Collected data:
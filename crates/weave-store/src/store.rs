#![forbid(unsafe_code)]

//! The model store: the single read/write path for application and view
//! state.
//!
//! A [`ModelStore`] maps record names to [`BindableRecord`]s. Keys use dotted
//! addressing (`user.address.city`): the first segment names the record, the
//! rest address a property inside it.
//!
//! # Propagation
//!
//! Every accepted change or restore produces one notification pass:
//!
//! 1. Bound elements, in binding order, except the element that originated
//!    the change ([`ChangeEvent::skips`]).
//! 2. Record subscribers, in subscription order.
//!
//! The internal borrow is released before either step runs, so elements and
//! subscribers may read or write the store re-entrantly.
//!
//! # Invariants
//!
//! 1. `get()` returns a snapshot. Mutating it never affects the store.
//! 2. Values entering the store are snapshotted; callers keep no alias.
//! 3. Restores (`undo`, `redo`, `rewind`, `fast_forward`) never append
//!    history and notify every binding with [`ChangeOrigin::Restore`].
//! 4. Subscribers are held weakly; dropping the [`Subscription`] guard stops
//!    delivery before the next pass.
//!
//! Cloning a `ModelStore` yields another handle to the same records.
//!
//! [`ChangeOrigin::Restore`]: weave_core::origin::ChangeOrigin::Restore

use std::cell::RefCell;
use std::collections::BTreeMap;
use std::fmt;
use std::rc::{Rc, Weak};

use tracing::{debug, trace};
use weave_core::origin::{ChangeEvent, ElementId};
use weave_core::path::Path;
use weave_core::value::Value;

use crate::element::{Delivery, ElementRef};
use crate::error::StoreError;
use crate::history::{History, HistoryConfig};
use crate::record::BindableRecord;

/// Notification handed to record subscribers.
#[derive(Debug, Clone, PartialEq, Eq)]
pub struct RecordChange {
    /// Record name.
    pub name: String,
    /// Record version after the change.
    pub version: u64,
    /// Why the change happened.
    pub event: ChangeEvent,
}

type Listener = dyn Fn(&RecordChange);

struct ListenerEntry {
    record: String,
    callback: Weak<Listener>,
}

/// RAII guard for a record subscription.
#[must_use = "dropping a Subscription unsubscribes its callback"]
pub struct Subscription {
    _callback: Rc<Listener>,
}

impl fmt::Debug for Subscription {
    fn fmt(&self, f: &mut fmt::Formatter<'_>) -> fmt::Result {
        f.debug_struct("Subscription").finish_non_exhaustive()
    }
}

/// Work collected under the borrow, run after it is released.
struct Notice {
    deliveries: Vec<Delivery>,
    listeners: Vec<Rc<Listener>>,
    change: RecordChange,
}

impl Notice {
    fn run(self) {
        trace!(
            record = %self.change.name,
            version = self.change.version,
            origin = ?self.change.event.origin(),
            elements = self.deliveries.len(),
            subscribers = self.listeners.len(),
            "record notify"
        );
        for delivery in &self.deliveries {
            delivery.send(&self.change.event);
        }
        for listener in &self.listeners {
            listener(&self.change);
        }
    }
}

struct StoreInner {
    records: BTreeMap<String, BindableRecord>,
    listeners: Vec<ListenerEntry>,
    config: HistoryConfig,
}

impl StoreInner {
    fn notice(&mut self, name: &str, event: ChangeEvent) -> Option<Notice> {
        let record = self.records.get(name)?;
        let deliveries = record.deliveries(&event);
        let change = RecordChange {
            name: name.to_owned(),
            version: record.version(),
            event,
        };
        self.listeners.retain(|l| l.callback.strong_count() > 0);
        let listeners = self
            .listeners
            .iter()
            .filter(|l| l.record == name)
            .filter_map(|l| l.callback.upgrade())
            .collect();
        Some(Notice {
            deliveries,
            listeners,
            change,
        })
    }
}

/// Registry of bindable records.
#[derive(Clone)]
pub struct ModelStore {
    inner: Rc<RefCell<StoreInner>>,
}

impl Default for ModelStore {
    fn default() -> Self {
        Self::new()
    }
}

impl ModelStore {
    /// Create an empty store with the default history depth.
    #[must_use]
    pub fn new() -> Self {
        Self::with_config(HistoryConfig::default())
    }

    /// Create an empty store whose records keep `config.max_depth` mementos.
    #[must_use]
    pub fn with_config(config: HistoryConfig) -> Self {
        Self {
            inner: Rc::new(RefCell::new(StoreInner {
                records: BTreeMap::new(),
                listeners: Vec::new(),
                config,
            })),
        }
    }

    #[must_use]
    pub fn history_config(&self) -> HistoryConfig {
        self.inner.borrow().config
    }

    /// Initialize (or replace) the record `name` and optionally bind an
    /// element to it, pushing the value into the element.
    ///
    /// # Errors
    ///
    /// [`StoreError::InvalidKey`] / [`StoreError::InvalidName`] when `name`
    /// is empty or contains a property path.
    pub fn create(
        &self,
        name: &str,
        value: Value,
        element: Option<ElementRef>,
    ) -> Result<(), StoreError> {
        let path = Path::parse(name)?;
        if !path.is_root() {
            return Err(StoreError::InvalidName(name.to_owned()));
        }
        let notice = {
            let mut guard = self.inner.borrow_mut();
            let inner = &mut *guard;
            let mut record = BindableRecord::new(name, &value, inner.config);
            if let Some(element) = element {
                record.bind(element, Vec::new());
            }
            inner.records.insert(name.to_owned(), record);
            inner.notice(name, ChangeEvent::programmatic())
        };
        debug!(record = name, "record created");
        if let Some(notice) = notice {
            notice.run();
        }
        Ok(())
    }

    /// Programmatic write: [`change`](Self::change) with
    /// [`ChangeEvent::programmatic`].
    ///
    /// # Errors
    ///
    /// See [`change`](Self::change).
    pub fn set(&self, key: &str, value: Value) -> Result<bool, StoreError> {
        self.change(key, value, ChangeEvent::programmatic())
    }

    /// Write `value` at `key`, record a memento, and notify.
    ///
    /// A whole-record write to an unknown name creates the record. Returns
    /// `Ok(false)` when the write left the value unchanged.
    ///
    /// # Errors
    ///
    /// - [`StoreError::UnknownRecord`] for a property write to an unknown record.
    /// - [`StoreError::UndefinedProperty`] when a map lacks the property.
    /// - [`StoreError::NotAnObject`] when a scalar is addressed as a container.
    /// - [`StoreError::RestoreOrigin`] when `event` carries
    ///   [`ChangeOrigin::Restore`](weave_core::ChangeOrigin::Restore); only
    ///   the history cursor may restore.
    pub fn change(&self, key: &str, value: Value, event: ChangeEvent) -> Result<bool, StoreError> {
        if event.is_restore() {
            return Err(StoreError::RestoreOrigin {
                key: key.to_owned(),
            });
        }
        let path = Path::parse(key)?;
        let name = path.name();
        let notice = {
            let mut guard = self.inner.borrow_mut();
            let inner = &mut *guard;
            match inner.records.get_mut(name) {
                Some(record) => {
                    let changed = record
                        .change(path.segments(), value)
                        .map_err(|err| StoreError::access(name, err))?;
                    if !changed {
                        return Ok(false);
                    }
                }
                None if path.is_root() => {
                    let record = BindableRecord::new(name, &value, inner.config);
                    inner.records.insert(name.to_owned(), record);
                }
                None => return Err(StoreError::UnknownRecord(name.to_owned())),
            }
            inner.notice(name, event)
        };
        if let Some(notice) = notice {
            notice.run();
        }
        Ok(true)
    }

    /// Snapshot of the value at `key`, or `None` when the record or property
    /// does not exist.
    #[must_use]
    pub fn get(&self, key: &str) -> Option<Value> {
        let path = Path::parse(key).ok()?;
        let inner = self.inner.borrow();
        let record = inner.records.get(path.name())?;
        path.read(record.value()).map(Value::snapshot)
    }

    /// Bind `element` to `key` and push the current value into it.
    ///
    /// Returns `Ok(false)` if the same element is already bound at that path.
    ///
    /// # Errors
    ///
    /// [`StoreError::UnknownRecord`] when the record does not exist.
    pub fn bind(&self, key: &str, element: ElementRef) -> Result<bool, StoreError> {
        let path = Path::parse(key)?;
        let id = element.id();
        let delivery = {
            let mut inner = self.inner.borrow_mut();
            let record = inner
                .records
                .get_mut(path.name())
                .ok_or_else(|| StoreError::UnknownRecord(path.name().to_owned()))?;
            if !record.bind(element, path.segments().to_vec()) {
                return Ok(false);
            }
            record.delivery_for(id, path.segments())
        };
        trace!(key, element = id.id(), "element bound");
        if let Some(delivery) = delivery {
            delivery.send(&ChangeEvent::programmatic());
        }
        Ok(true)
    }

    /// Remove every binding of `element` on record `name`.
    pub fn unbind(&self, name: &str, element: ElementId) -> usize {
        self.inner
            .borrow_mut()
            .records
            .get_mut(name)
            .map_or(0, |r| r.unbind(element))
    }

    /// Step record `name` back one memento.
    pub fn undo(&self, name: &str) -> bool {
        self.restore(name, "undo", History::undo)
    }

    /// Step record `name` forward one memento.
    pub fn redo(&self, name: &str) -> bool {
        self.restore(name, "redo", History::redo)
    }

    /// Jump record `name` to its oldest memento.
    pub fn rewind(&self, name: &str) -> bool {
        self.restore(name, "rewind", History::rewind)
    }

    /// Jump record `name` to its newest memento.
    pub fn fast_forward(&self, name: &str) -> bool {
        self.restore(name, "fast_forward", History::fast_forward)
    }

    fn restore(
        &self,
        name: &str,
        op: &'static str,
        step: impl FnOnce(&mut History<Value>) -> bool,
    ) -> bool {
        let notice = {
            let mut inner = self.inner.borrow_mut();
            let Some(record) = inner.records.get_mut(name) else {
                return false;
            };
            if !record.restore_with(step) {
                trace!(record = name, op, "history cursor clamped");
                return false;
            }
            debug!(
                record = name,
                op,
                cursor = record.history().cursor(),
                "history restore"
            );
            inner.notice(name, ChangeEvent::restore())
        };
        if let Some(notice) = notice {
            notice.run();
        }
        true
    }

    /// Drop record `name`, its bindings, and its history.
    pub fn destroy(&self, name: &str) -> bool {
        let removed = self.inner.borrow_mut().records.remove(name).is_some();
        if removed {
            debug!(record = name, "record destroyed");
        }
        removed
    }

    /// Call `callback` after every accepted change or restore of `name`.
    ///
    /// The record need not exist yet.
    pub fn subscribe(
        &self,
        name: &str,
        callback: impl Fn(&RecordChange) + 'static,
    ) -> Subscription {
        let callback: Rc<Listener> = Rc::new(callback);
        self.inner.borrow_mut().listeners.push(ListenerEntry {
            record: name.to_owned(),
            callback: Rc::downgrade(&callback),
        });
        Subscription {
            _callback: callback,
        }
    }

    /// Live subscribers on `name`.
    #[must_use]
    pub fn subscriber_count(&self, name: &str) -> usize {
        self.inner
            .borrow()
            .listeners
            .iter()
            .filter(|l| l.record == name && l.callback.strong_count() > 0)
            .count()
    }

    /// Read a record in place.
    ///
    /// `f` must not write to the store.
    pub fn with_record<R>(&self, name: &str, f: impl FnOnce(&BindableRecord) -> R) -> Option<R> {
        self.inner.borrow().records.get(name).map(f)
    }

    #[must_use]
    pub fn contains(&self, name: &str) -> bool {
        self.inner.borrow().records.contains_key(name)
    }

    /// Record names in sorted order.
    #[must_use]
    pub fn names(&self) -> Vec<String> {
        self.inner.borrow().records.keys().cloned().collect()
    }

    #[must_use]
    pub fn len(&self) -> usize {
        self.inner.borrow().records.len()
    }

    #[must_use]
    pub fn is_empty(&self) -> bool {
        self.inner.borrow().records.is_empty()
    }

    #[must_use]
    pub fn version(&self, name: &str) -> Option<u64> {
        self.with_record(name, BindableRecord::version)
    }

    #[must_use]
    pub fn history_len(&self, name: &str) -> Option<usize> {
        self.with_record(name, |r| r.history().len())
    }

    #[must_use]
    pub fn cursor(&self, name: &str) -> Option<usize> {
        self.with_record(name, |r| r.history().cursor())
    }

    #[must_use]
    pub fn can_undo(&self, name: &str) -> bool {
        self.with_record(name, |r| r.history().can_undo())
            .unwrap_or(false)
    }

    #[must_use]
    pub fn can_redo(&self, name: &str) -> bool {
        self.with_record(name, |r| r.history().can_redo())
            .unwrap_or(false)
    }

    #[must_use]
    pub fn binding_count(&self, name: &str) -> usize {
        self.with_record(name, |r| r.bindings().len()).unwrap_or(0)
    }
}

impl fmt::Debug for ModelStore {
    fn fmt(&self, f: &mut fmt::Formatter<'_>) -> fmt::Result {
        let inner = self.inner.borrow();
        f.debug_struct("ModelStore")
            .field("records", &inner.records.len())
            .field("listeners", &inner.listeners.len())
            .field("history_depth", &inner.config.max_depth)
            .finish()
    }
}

## Your objective
Give back precisely the lines above that start at the line containing "if let Some(delivery)" and end at the line containing "forward one memento.", inclusive. No other lines belong in the output.

## Your solution
        if let Some(delivery) = delivery {
            delivery.send(&ChangeEvent::programmatic());
        }
        Ok(true)
    }

    /// Remove every binding of `element` on record `name`.
    pub fn unbind(&self, name: &str, element: ElementId) -> usize {
        self.inner
            .borrow_mut()
            .records
            .get_mut(name)
            .map_or(0, |r| r.unbind(element))
    }

    /// Step record `name` back one memento.
    pub fn undo(&self, name: &str) -> bool {
        self.restore(name, "undo", History::undo)
    }

    /// Step record `name` forward one memento.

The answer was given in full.